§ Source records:
//! Snapshot persistence.
//!
//! The storage collaborator may hand back partial or stale state; every
//! field is default-guarded so the merge with defaults happens here, at the
//! deserialization boundary, never inside the computation layer.

use serde::{Deserialize, Serialize};

use afx_core::{
    BrokerReward, DailyReleaseRecord, LpPoolState, StakingOrder, SystemConfig, TradeRecord,
    config::{default_broker_configs, default_tier_configs},
};

use crate::simulation::{Simulation, SimulationStats};

/// Serializable mirror of the persisted state layout.
#[derive(Debug, Clone, Default, Serialize, Deserialize)]
#[serde(default)]
pub struct SimulationSnapshot {
    pub config: SystemConfig,
    pub pool: LpPoolState,
    pub orders: Vec<StakingOrder>,
    pub trade_records: Vec<TradeRecord>,
    pub broker_rewards: Vec<BrokerReward>,
    pub daily_records: Vec<DailyReleaseRecord>,
    pub current_day: u32,
    pub stats: SimulationStats,
}

impl SimulationSnapshot {
    /// Capture the full state of a simulation.
    pub fn capture(sim: &Simulation) -> Self {
        Self {
            config: sim.config().clone(),
            pool: sim.pool().clone(),
            orders: sim.orders().to_vec(),
            trade_records: sim.trade_records().to_vec(),
            broker_rewards: sim.broker_rewards().to_vec(),
            daily_records: sim.daily_records().to_vec(),
            current_day: sim.current_day(),
            stats: sim.stats().clone(),
        }
    }

    /// Rebuild a simulation, filling anything the stored state lost with
    /// defaults. A snapshot whose tier or broker tables went missing gets
    /// the default tables back.
    pub fn restore(mut self) -> Simulation {
        if self.config.tier_configs.is_empty() {
            self.config.tier_configs = default_tier_configs();
        }
        if self.config.broker_configs.is_empty() {
            self.config.broker_configs = default_broker_configs();
        }

        Simulation::from_parts(
            self.config,
            self.pool,
            self.orders,
            self.trade_records,
            self.broker_rewards,
            self.daily_records,
            self.current_day,
            self.stats,
        )
    }
}

impl Simulation {
    /// Capture this simulation's full state for persistence.
    pub fn snapshot(&self) -> SimulationSnapshot {
        SimulationSnapshot::capture(self)
    }

    /// Rebuild a simulation from persisted state, merging with defaults.
    pub fn from_snapshot(snapshot: SimulationSnapshot) -> Self {
        snapshot.restore()
    }
}

#[cfg(test)]
mod tests {
    use super::*;
    use rust_decimal_macros::dec;

    #[test]
    fn test_snapshot_round_trip() {
        let mut sim = Simulation::new();
        sim.create_order(1000, dec!(1000));
        sim.advance_days(5);

        let json = serde_json::to_string(&sim.snapshot()).unwrap();
        let restored = Simulation::from_snapshot(serde_json::from_str(&json).unwrap());

        assert_eq!(restored.current_day(), 5);
        assert_eq!(restored.pool(), sim.pool());
        assert_eq!(restored.orders(), sim.orders());
        assert_eq!(restored.daily_records(), sim.daily_records());
        assert_eq!(restored.stats(), sim.stats());
    }

    #[test]
    fn test_empty_snapshot_restores_defaults() {
        let snapshot: SimulationSnapshot = serde_json::from_str("{}").unwrap();
        let sim = snapshot.restore();

        assert_eq!(sim.current_day(), 0);
        assert_eq!(sim.pool(), &LpPoolState::default());
        assert_eq!(sim.config().tier_configs.len(), 6);
    }

    #[test]
    fn test_partial_snapshot_merges_with_defaults() {
        // Stale storage: pool and day survived, config lost its tables.
        let json = r#"{
            "current_day": 7,
            "pool": {"usdc_balance": "510000", "af_balance": "98000",
                     "af_price": "5.2", "k": "49980000000"},
            "config": {"release_mode": "coin", "tier_configs": [], "broker_configs": []}
        }"#;

        let snapshot: SimulationSnapshot = serde_json::from_str(json).unwrap();
        let sim = snapshot.restore();

        assert_eq!(sim.current_day(), 7);
        assert_eq!(sim.pool().usdc_balance, dec!(510000));
        assert_eq!(sim.config().release_mode, afx_core::ReleaseMode::Coin);
        // Missing tables fall back to the defaults
        assert_eq!(sim.config().tier_configs.len(), 6);
        assert_eq!(sim.config().broker_configs.len(), 6);
        // Untouched sections are fully defaulted
        assert_eq!(sim.stats(), &SimulationStats::default());
        assert!(sim.orders().is_empty());
    }
}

§ Prompt:
In the answer, each line of the data must appear exactly as written.

§ Your response:
//! Snapshot persistence.
//!
//! The storage collaborator may hand back partial or stale state; every
//! field is default-guarded so the merge with defaults happens here, at the
//! deserialization boundary, never inside the computation layer.

use serde::{Deserialize, Serialize};

use afx_core::{
    BrokerReward, DailyReleaseRecord, LpPoolState, StakingOrder, SystemConfig, TradeRecord,
    config::{default_broker_configs, default_tier_configs},
};

use crate::simulation::{Simulation, SimulationStats};

/// Serializable mirror of the persisted state layout.
#[derive(Debug, Clone, Default, Serialize, Deserialize)]
#[serde(default)]
pub struct SimulationSnapshot {
    pub config: SystemConfig,
    pub pool: LpPoolState,
    pub orders: Vec<StakingOrder>,
    pub trade_records: Vec<TradeRecord>,
    pub broker_rewards: Vec<BrokerReward>,
    pub daily_records: Vec<DailyReleaseRecord>,
    pub current_day: u32,
    pub stats: SimulationStats,
}

impl SimulationSnapshot {
    /// Capture the full state of a simulation.
    pub fn capture(sim: &Simulation) -> Self {
        Self {
            config: sim.config().clone(),
            pool: sim.pool().clone(),
            orders: sim.orders().to_vec(),
            trade_records: sim.trade_records().to_vec(),
            broker_rewards: sim.broker_rewards().to_vec(),
            daily_records: sim.daily_records().to_vec(),
            current_day: sim.current_day(),
            stats: sim.stats().clone(),
        }
    }

    /// Rebuild a simulation, filling anything the stored state lost with
    /// defaults. A snapshot whose tier or broker tables went missing gets
    /// the default tables back.
    pub fn restore(mut self) -> Simulation {
        if self.config.tier_configs.is_empty() {
            self.config.tier_configs = default_tier_configs();
        }
        if self.config.broker_configs.is_empty() {
            self.config.broker_configs = default_broker_configs();
        }

        Simulation::from_parts(
            self.config,
            self.pool,
            self.orders,
            self.trade_records,
            self.broker_rewards,
            self.daily_records,
            self.current_day,
            self.stats,
        )
    }
}

impl Simulation {
    /// Capture this simulation's full state for persistence.
    pub fn snapshot(&self) -> SimulationSnapshot {
        SimulationSnapshot::capture(self)
    }

    /// Rebuild a simulation from persisted state, merging with defaults.
    pub fn from_snapshot(snapshot: SimulationSnapshot) -> Self {
        snapshot.restore()
    }
}

#[cfg(test)]
mod tests {
    use super::*;
    use rust_decimal_macros::dec;

    #[test]
    fn test_snapshot_round_trip() {
        let mut sim = Simulation::new();
        sim.create_order(1000, dec!(1000));
        sim.advance_days(5);

        let json = serde_json::to_string(&sim.snapshot()).unwrap();
        let restored = Simulation::from_snapshot(serde_json::from_str(&json).unwrap());

        assert_eq!(restored.current_day(), 5);
        assert_eq!(restored.pool(), sim.pool());
        assert_eq!(restored.orders(), sim.orders());
        assert_eq!(restored.daily_records(), sim.daily_records());
        assert_eq!(restored.stats(), sim.stats());
    }

    #[test]
    fn test_empty_snapshot_restores_defaults() {
        let snapshot: SimulationSnapshot = serde_json::from_str("{}").unwrap();
        let sim = snapshot.restore();

        assert_eq!(sim.current_day(), 0);
        assert_eq!(sim.pool(), &LpPoolState::default());
        assert_eq!(sim.config().tier_configs.len(), 6);
    }

    #[test]
    fn test_partial_snapshot_merges_with_defaults() {
        // Stale storage: pool and day survived, config lost its tables.
        let json = r#"{
            "current_day": 7,
            "pool": {"usdc_balance": "510000", "af_balance": "98000",
                     "af_price": "5.2", "k": "49980000000"},
            "config": {"release_mode": "coin", "tier_configs": [], "broker_configs": []}
        }"#;

        let snapshot: SimulationSnapshot = serde_json::from_str(json).unwrap();
        let sim = snapshot.restore();

        assert_eq!(sim.current_day(), 7);
        assert_eq!(sim.pool().usdc_balance, dec!(510000));
        assert_eq!(sim.config().release_mode, afx_core::ReleaseMode::Coin);
        // Missing tables fall back to the defaults
        assert_eq!(sim.config().tier_configs.len(), 6);
        assert_eq!(sim.config().broker_configs.len(), 6);
        // Untouched sections are fully defaulted
        assert_eq!(sim.stats(), &SimulationStats::default());
        assert!(sim.orders().is_empty());
    }
}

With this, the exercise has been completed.